The user indicates that a certain pointer must be treated as
PTR_TO_BTF_ID by using a BTF type tag 'btf_id' on the pointed to type of
the pointer. Then, this information is recorded in the object BTF which
will be passed into the kernel by way of map's BTF information.

The kernel then records the type, and offset of all such pointers, and
finds their corresponding built-in kernel type by the name and BTF kind.

Later, during verification this information is used that access to such
pointers is sized correctly, and done at a proper offset into the map
value.

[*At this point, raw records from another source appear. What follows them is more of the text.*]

//! Discovers databases and their schemas

use schemars::JsonSchema;
use serde::{Deserialize, Serialize};
use std::sync::Arc;

use super::state::SqlSharedState;
use crate::agents::assistant::{Assistant, AssistantContext, FunctionDescriptor, FunctionRegistry};
use crate::agents::domain::{AssistantResponse, ResponseState};
use crate::agents::llm::{CompletionRequest, LlmProvider};
use crate::agents::orchestration::prompt::render;

pub const SCHEMA_ASSISTANT: &str = "SqlSchemaAssistant";

const EXPLAIN_SCHEMA_TEMPLATE: &str = r#"You will answer the user question using the information of database schema that
are contained in the prompt, you should never use anything else than the included schema to answer the question

question: {{ question }}

SCHEMA:
{{ schema }}"#;

#[derive(Debug, Deserialize, JsonSchema)]
pub struct NoArguments {}

#[derive(Debug, Deserialize, JsonSchema)]
#[serde(rename_all = "camelCase")]
pub struct DatabaseNameArgs {
    /// Name of the database
    pub database_name: String,
}

#[derive(Debug, Deserialize, JsonSchema)]
#[serde(rename_all = "camelCase")]
pub struct ExplainSchemaArgs {
    /// Name of the database
    pub database_name: String,
    /// The question of the user regarding the schema
    pub user_question: String,
}

#[derive(Serialize)]
struct ExplainSchemaPrompt<'a> {
    question: &'a str,
    schema: String,
}

/// Lists databases, caches schemas and answers questions about them
pub struct SchemaAssistant {
    context: Arc<AssistantContext>,
    registry: FunctionRegistry,
}

impl SchemaAssistant {
    pub fn new(state: Arc<SqlSharedState>, provider: Arc<dyn LlmProvider>) -> Self {
        let context = AssistantContext::new(SCHEMA_ASSISTANT);
        let mut registry = FunctionRegistry::new(SCHEMA_ASSISTANT);

        let list_state = state.clone();
        let gate = state.clone();
        registry.register(
            FunctionDescriptor::typed(
                "GetDatabaseList",
                "Get the list of the database in the server",
                move |_: NoArguments, _ctx| {
                    let state = list_state.clone();
                    async move {
                        let databases = state.get_or_fetch_databases().await?;
                        Ok(AssistantResponse::with_state(
                            "retrieved list of database.",
                            ResponseState::DatabaseList { databases },
                        ))
                    }
                },
            )
            .eligible_when(move || {
                let state = gate.clone();
                async move { !state.has_database_list().await }
            }),
        );

        let retrieve_state = state.clone();
        let gate = state.clone();
        registry.register(
            FunctionDescriptor::typed(
                "RetrieveDatabaseSchema",
                "Query the database for table schema if you didn't already loaded",
                move |args: DatabaseNameArgs, _ctx| {
                    let state = retrieve_state.clone();
                    async move {
                        let schema = state.get_or_fetch_schema(&args.database_name).await?;
                        Ok(AssistantResponse::with_state(
                            "retrieved list of tables.",
                            ResponseState::Schema(schema),
                        ))
                    }
                },
            )
            .eligible_when(move || {
                let state = gate.clone();
                async move { !state.all_schemas_retrieved().await }
            }),
        );

        registry.register(
            FunctionDescriptor::typed(
                "GetTableSchemaRepresentation",
                "Get schema of tables of a database if you need the schema to answer a user question",
                move |args: ExplainSchemaArgs, ctx| {
                    let state = state.clone();
                    let provider = provider.clone();
                    async move {
                        let schema = state.get_or_fetch_schema(&args.database_name).await?;
                        let prompt = render(
                            EXPLAIN_SCHEMA_TEMPLATE,
                            &ExplainSchemaPrompt {
                                question: &args.user_question,
                                schema: schema.to_prompt(),
                            },
                        )?;
                        let answer = ctx
                            .session()
                            .complete(provider.as_ref(), CompletionRequest::from_prompt(prompt))
                            .await?;
                        Ok(AssistantResponse::terminal(answer.content()))
                    }
                },
            )
            .terminal(),
        );

        Self { context, registry }
    }
}

impl Assistant for SchemaAssistant {
    fn context(&self) -> &AssistantContext {
        &self.context
    }

    fn registry(&self) -> &FunctionRegistry {
        &self.registry
    }
}

#[cfg(test)]
mod tests {
    use super::*;
    use crate::agents::assistant::FunctionContext;
    use crate::agents::llm::ScriptedProvider;
    use crate::agents::session::Session;
    use crate::assistants::sql::state::tests::FakeCatalog;
    use serde_json::json;
    use std::sync::atomic::Ordering;

    async fn names(assistant: &SchemaAssistant) -> Vec<String> {
        assistant
            .list_eligible_functions()
            .await
            .iter()
            .map(|f| f.name().to_string())
            .collect()
    }

    fn ctx() -> FunctionContext {
        FunctionContext::new(Session::new())
    }

    #[tokio::test]
    async fn test_database_list_disappears_once_cached() {
        let catalog = Arc::new(FakeCatalog::with_databases(&["sales"]));
        let state = SqlSharedState::new(catalog.clone());
        let assistant = SchemaAssistant::new(state, Arc::new(ScriptedProvider::new("gpt-4o-mini")));

        assert!(names(&assistant).await.contains(&"GetDatabaseList".to_string()));

        let response = assistant
            .execute_function("GetDatabaseList", json!({}), ctx())
            .await
            .unwrap();
        assert_eq!(response.text, "retrieved list of database.");
        assert_eq!(
            response.state,
            Some(ResponseState::DatabaseList {
                databases: vec!["sales".to_string()]
            })
        );

        assert!(!names(&assistant).await.contains(&"GetDatabaseList".to_string()));
    }

    #[tokio::test]
    async fn test_retrieve_schema_hidden_when_all_cached() {
        let catalog = Arc::new(FakeCatalog::with_databases(&["sales"]));
        let state = SqlSharedState::new(catalog.clone());
        let assistant = SchemaAssistant::new(state.clone(), Arc::new(ScriptedProvider::new("gpt-4o-mini")));

        state.get_or_fetch_databases().await.unwrap();
        assert!(names(&assistant).await.contains(&"RetrieveDatabaseSchema".to_string()));

        assistant
            .execute_function("RetrieveDatabaseSchema", json!({ "databaseName": "sales" }), ctx())
            .await
            .unwrap();
        assistant
            .execute_function("RetrieveDatabaseSchema", json!({ "databaseName": "Sales" }), ctx())
            .await
            .unwrap();

        assert_eq!(catalog.schema_calls.load(Ordering::SeqCst), 1);
        assert_eq!(names(&assistant).await, vec!["GetTableSchemaRepresentation".to_string()]);
    }

    #[tokio::test]
    async fn test_explain_schema_is_terminal_and_uses_schema() {
        let provider = Arc::new(ScriptedProvider::new("gpt-4o-mini"));
        provider.push_text("The orders table has a total column").await;
        let state = SqlSharedState::new(Arc::new(FakeCatalog::with_databases(&["sales"])));
        let assistant = SchemaAssistant::new(state, provider.clone());

        let response = assistant
            .execute_function(
                "GetTableSchemaRepresentation",
                json!({ "databaseName": "sales", "userQuestion": "which tables hold money?" }),
                ctx(),
            )
            .await
            .unwrap();

        assert!(response.terminate_cycle);
        assert_eq!(response.text, "The orders table has a total column");
        let prompt = &provider.requests().await[0].messages[0].content;
        assert!(prompt.contains("question: which tables hold money?"));
        assert!(prompt.contains("Table main.orders\n- total : REAL\nEnd schema of table main.orders"));
    }
}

Only BPF_LDX, BPF_STX, and BPF_ST with 0 (to denote NULL) are
allowed instructions that can access such a pointer. On BPF_LDX, the
destination register is updated to be a PTR_TO_BTF_ID, and on BPF_STX,
it is checked whether the source register type is same PTR_TO_BTF_ID,
and whether the BTF ID (reg->btf and reg->btf_id) matches the type
specified in the map value's definition.

Hence, the verifier allows flexible access to kernel data across program
invocations in a type safe manner, without compromising on the runtime
safety of the kernel.

Next patch will extend this support to referenced PTR_TO_BTF_ID.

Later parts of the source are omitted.